At Kendall Apartments, an affordable housing community in Lakewood, Colo., children play Nerf wars, soccer and “groundies,” the don’t-touch-the-ground version of tag. They swing from monkey bars and scale a rope net amid the smell of fresh cedar.
Resident parents are thrilled — their children, about 65 in all, now have a safe and spacious space to play. The old area was small and crumbling.
Open since June, the new playground is the latest studio project by undergraduate environmental design students at CU Boulder. Predecessors dreamed up and built a tree office and a sustainable bathhouse.
The six-month project, led by instructor Jeremy Ehly, involved interviewing parents and children, obtaining zoning permits, regrading the site and designing and building four separate play areas. The 18 CU students also raised more than $36,000 for material costs, including a $25,000 donation from the Northeast Denver Housing Center.

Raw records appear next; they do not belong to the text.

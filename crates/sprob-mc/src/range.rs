use serde::{Deserialize, Serialize};
use sprob_core::{Energy, ErrorInfo, SprobError};

/// Closed integer range `[lo, hi]` energies are drawn from.
///
/// Deserialization goes through [`SampleRange::new`], so an inverted range
/// can never be constructed.
#[derive(Debug, Clone, Copy, PartialEq, Eq, Hash, Serialize, Deserialize)]
#[serde(try_from = "RawRange")]
pub struct SampleRange {
    lo: Energy,
    hi: Energy,
}

#[derive(Deserialize)]
struct RawRange {
    lo: Energy,
    hi: Energy,
}

impl TryFrom<RawRange> for SampleRange {
    type Error = SprobError;

    fn try_from(raw: RawRange) -> Result<Self, Self::Error> {
        Self::new(raw.lo, raw.hi)
    }
}

impl SampleRange {
    /// Creates a sampling range, rejecting `lo > hi`.
    pub fn new(lo: Energy, hi: Energy) -> Result<Self, SprobError> {
        if lo > hi {
            return Err(SprobError::InvalidArgument(
                ErrorInfo::new("inverted-range", "sampling range lower bound exceeds upper bound")
                    .with_context("lo", lo)
                    .with_context("hi", hi),
            ));
        }
        Ok(Self { lo, hi })
    }

    /// Symmetric range `[-bound, bound]`. A negative bound is rejected.
    pub fn symmetric(bound: Energy) -> Result<Self, SprobError> {
        if bound < 0 {
            return Err(SprobError::InvalidArgument(
                ErrorInfo::new("negative-bound", "symmetric range bound must not be negative")
                    .with_context("bound", bound),
            ));
        }
        Self::new(-bound, bound)
    }

    /// Inclusive lower bound.
    pub fn lo(&self) -> Energy {
        self.lo
    }

    /// Inclusive upper bound.
    pub fn hi(&self) -> Energy {
        self.hi
    }

    /// Number of integers in the range.
    pub fn width(&self) -> u64 {
        (i64::from(self.hi) - i64::from(self.lo) + 1) as u64
    }

    /// Iterates every energy in the range in ascending order.
    pub fn iter(&self) -> impl Iterator<Item = Energy> {
        self.lo..=self.hi
    }
}

#[cfg(test)]
mod tests {
    use super::*;

    #[test]
    fn inverted_json_range_is_rejected() {
        let err = serde_json::from_str::<SampleRange>(r#"{"lo":10,"hi":-10}"#).unwrap_err();
        assert!(err.to_string().contains("inverted-range"), "{err}");
    }

    #[test]
    fn json_range_round_trips_through_new() {
        let range: SampleRange = serde_json::from_str(r#"{"lo":-3,"hi":4}"#).unwrap();
        assert_eq!(range, SampleRange::new(-3, 4).unwrap());
        assert_eq!(range.width(), 8);
    }

    #[test]
    fn symmetric_rejects_negative_bound() {
        let err = SampleRange::symmetric(-5).unwrap_err();
        assert_eq!(err.info().code, "negative-bound");
        let zero = SampleRange::symmetric(0).unwrap();
        assert_eq!((zero.lo(), zero.hi()), (0, 0));
        let widest = SampleRange::symmetric(Energy::MAX).unwrap();
        assert_eq!(widest.lo(), -Energy::MAX);
    }
}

“When we first started the semester, I was completely taken aback by how ambitious we were attempting to be,” said Jesse Koenig (Աٱ’17).

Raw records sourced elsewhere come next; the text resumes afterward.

//! Read side: reference data and the composite views the screens need.

use async_trait::async_trait;
use chrono::NaiveDateTime;
use sqlx::FromRow;
use std::collections::HashMap;

use crate::cache::{CacheService, MOVIES_KEY, SNACKS_KEY, THEATRES_KEY};
use crate::database::Database;
use crate::error::{AppError, AppResult};
use crate::models::{
    Booking, BookingDetails, BookingSnackLine, Movie, Seat, Show, ShowWithTheatre, Snack, Theatre,
};
use crate::services::seats::SEAT_COLUMNS;

const MOVIE_COLUMNS: &str =
    "id, title, genre, duration, rating, description, poster_url, trailer_url, release_date";
const BOOKING_COLUMNS: &str = "id, user_id, show_id, total_price, payment_status, created_at";

// availableSeats is derived from live seat status, not stored on the show
const SHOW_COLUMNS: &str = "s.id, s.movie_id, s.theatre_id, s.show_time, s.format,
    (SELECT COUNT(*) FROM seats st WHERE st.show_id = s.id AND st.status = 'available') AS available_seats";

#[cfg_attr(test, mockall::automock)]
#[async_trait]
pub trait CatalogReader: Send + Sync {
    async fn list_movies(&self) -> AppResult<Vec<Movie>>;
    async fn get_movie(&self, id: i32) -> AppResult<Movie>;
    async fn list_theatres(&self, city: Option<String>) -> AppResult<Vec<Theatre>>;
    async fn list_shows(&self, movie_id: i32, theatre_id: Option<i32>) -> AppResult<Vec<ShowWithTheatre>>;
    async fn get_show(&self, id: i32) -> AppResult<Show>;
    async fn list_snacks(&self) -> AppResult<Vec<Snack>>;
    /// Booking history of one user, newest first.
    async fn list_bookings(&self, user_id: i32) -> AppResult<Vec<BookingDetails>>;
    async fn get_booking(&self, id: i32) -> AppResult<BookingDetails>;
}

#[derive(Clone)]
pub struct PgCatalog {
    db: Database,
    cache: CacheService,
}

impl PgCatalog {
    pub fn new(db: Database, cache: CacheService) -> Self {
        Self { db, cache }
    }

    async fn all_theatres(&self) -> AppResult<Vec<Theatre>> {
        self.cache
            .get_or_load(THEATRES_KEY, || async {
                let theatres = sqlx::query_as::<_, Theatre>(
                    "SELECT id, name, city, location, total_screens FROM theatres ORDER BY id",
                )
                .fetch_all(&self.db.pool)
                .await?;
                Ok(theatres)
            })
            .await
    }

    async fn details_for(&self, bookings: Vec<Booking>) -> AppResult<Vec<BookingDetails>> {
        if bookings.is_empty() {
            return Ok(Vec::new());
        }

        let booking_ids: Vec<i32> = bookings.iter().map(|b| b.id).collect();
        let show_ids = distinct(bookings.iter().map(|b| b.show_id));

        let shows = sqlx::query_as::<_, Show>(&format!(
            "SELECT {SHOW_COLUMNS} FROM shows s WHERE s.id = ANY($1)"
        ))
        .bind(&show_ids)
        .fetch_all(&self.db.pool)
        .await?;

        let movie_ids = distinct(shows.iter().map(|s| s.movie_id));
        let theatre_ids = distinct(shows.iter().map(|s| s.theatre_id));

        let movies = sqlx::query_as::<_, Movie>(&format!(
            "SELECT {MOVIE_COLUMNS} FROM movies WHERE id = ANY($1)"
        ))
        .bind(&movie_ids)
        .fetch_all(&self.db.pool)
        .await?;

        let theatres = sqlx::query_as::<_, Theatre>(
            "SELECT id, name, city, location, total_screens FROM theatres WHERE id = ANY($1)",
        )
        .bind(&theatre_ids)
        .fetch_all(&self.db.pool)
        .await?;

        let seats = sqlx::query_as::<_, Seat>(&format!(
            "SELECT {SEAT_COLUMNS} FROM seats WHERE booking_id = ANY($1) ORDER BY id"
        ))
        .bind(&booking_ids)
        .fetch_all(&self.db.pool)
        .await?;

        let lines = sqlx::query_as::<_, SnackLineRow>(
            "SELECT bs.booking_id, bs.quantity, sn.id, sn.name, sn.price, sn.image_url
             FROM booking_snacks bs
             JOIN snacks sn ON sn.id = bs.snack_id
             WHERE bs.booking_id = ANY($1)
             ORDER BY bs.id",
        )
        .bind(&booking_ids)
        .fetch_all(&self.db.pool)
        .await?;

        assemble_details(bookings, shows, movies, theatres, seats, lines)
    }
}

#[async_trait]
impl CatalogReader for PgCatalog {
    async fn list_movies(&self) -> AppResult<Vec<Movie>> {
        self.cache
            .get_or_load(MOVIES_KEY, || async {
                let movies = sqlx::query_as::<_, Movie>(&format!(
                    "SELECT {MOVIE_COLUMNS} FROM movies ORDER BY id"
                ))
                .fetch_all(&self.db.pool)
                .await?;
                Ok(movies)
            })
            .await
    }

    async fn get_movie(&self, id: i32) -> AppResult<Movie> {
        sqlx::query_as::<_, Movie>(&format!("SELECT {MOVIE_COLUMNS} FROM movies WHERE id = $1"))
            .bind(id)
            .fetch_optional(&self.db.pool)
            .await?
            .ok_or_else(|| AppError::not_found("movie", id))
    }

    async fn list_theatres(&self, city: Option<String>) -> AppResult<Vec<Theatre>> {
        let theatres = self.all_theatres().await?;
        Ok(match city {
            Some(city) => theatres.into_iter().filter(|t| t.city == city).collect(),
            None => theatres,
        })
    }

    async fn list_shows(&self, movie_id: i32, theatre_id: Option<i32>) -> AppResult<Vec<ShowWithTheatre>> {
        let rows = sqlx::query_as::<_, ShowTheatreRow>(&format!(
            "SELECT {SHOW_COLUMNS},
                    t.name AS theatre_name,
                    t.city AS theatre_city,
                    t.location AS theatre_location,
                    t.total_screens AS theatre_total_screens
             FROM shows s
             JOIN theatres t ON t.id = s.theatre_id
             WHERE s.movie_id = $1
               AND ($2::INT IS NULL OR s.theatre_id = $2)
             ORDER BY s.show_time, s.id"
        ))
        .bind(movie_id)
        .bind(theatre_id)
        .fetch_all(&self.db.pool)
        .await?;

        Ok(rows.into_iter().map(ShowWithTheatre::from).collect())
    }

    async fn get_show(&self, id: i32) -> AppResult<Show> {
        sqlx::query_as::<_, Show>(&format!("SELECT {SHOW_COLUMNS} FROM shows s WHERE s.id = $1"))
            .bind(id)
            .fetch_optional(&self.db.pool)
            .await?
            .ok_or_else(|| AppError::not_found("show", id))
    }

    async fn list_snacks(&self) -> AppResult<Vec<Snack>> {
        self.cache
            .get_or_load(SNACKS_KEY, || async {
                let snacks = sqlx::query_as::<_, Snack>(
                    "SELECT id, name, price, image_url FROM snacks ORDER BY id",
                )
                .fetch_all(&self.db.pool)
                .await?;
                Ok(snacks)
            })
            .await
    }

    async fn list_bookings(&self, user_id: i32) -> AppResult<Vec<BookingDetails>> {
        let bookings = sqlx::query_as::<_, Booking>(&format!(
            "SELECT {BOOKING_COLUMNS} FROM bookings
             WHERE user_id = $1
             ORDER BY created_at DESC, id DESC"
        ))
        .bind(user_id)
        .fetch_all(&self.db.pool)
        .await?;

        self.details_for(bookings).await
    }

    async fn get_booking(&self, id: i32) -> AppResult<BookingDetails> {
        let booking = sqlx::query_as::<_, Booking>(&format!(
            "SELECT {BOOKING_COLUMNS} FROM bookings WHERE id = $1"
        ))
        .bind(id)
        .fetch_optional(&self.db.pool)
        .await?
        .ok_or_else(|| AppError::not_found("booking", id))?;

        self.details_for(vec![booking])
            .await?
            .pop()
            .ok_or_else(|| AppError::Internal(format!("booking {id} vanished while loading")))
    }
}

#[derive(Debug, FromRow)]
struct ShowTheatreRow {
    id: i32,
    movie_id: i32,
    theatre_id: i32,
    show_time: NaiveDateTime,
    format: String,
    available_seats: i64,
    theatre_name: String,
    theatre_city: String,
    theatre_location: String,
    theatre_total_screens: i32,
}

impl From<ShowTheatreRow> for ShowWithTheatre {
    fn from(row: ShowTheatreRow) -> Self {
        ShowWithTheatre {
            show: Show {
                id: row.id,
                movie_id: row.movie_id,
                theatre_id: row.theatre_id,
                show_time: row.show_time,
                format: row.format,
                available_seats: row.available_seats,
            },
            theatre: Theatre {
                id: row.theatre_id,
                name: row.theatre_name,
                city: row.theatre_city,
                location: row.theatre_location,
                total_screens: row.theatre_total_screens,
            },
        }
    }
}

#[derive(Debug, Clone, FromRow)]
pub struct SnackLineRow {
    pub booking_id: i32,
    pub quantity: i32,
    pub id: i32,
    pub name: String,
    pub price: i32,
    pub image_url: Option<String>,
}

fn distinct(ids: impl Iterator<Item = i32>) -> Vec<i32> {
    let mut ids: Vec<i32> = ids.collect();
    ids.sort_unstable();
    ids.dedup();
    ids
}

/// Joins bookings with their show, movie, theatre, seats and snack lines.
///
/// A booking whose show, movie or theatre is missing is a broken foreign
/// key, reported as an internal error rather than skipped.
pub fn assemble_details(
    bookings: Vec<Booking>,
    shows: Vec<Show>,
    movies: Vec<Movie>,
    theatres: Vec<Theatre>,
    seats: Vec<Seat>,
    lines: Vec<SnackLineRow>,
) -> AppResult<Vec<BookingDetails>> {
    let shows: HashMap<i32, Show> = shows.into_iter().map(|s| (s.id, s)).collect();
    let movies: HashMap<i32, Movie> = movies.into_iter().map(|m| (m.id, m)).collect();
    let theatres: HashMap<i32, Theatre> = theatres.into_iter().map(|t| (t.id, t)).collect();

    let mut seats_by_booking: HashMap<i32, Vec<Seat>> = HashMap::new();
    for seat in seats {
        if let Some(booking_id) = seat.booking_id {
            seats_by_booking.entry(booking_id).or_default().push(seat);
        }
    }

    let mut lines_by_booking: HashMap<i32, Vec<BookingSnackLine>> = HashMap::new();
    for line in lines {
        lines_by_booking.entry(line.booking_id).or_default().push(BookingSnackLine {
            snack: Snack {
                id: line.id,
                name: line.name,
                price: line.price,
                image_url: line.image_url,
            },
            quantity: line.quantity,
        });
    }

    bookings
        .into_iter()
        .map(|booking| {
            let show = shows.get(&booking.show_id).cloned().ok_or_else(|| {
                AppError::Internal(format!("booking {} references missing show {}", booking.id, booking.show_id))
            })?;
            let movie = movies.get(&show.movie_id).cloned().ok_or_else(|| {
                AppError::Internal(format!("show {} references missing movie {}", show.id, show.movie_id))
            })?;
            let theatre = theatres.get(&show.theatre_id).cloned().ok_or_else(|| {
                AppError::Internal(format!("show {} references missing theatre {}", show.id, show.theatre_id))
            })?;

            Ok(BookingDetails {
                seats: seats_by_booking.remove(&booking.id).unwrap_or_default(),
                snacks: lines_by_booking.remove(&booking.id).unwrap_or_default(),
                booking,
                show,
                movie,
                theatre,
            })
        })
        .collect()
}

But they pulled it off, to squeals of joy.
“While we were putting our finishing touches on and cleaning up everything, the kids kept asking us, ‘Is it ready, can I play?’” said senior Anne Mosites (Arch’18). “We had to power wash everything as our last step and the kids started playing the minute we were done; they didn’t even care that it was soaking wet.”
The CU students felt good, too — and were ready for more.
Said Ehly, the instructor, “They’ve already been pitching me projects.”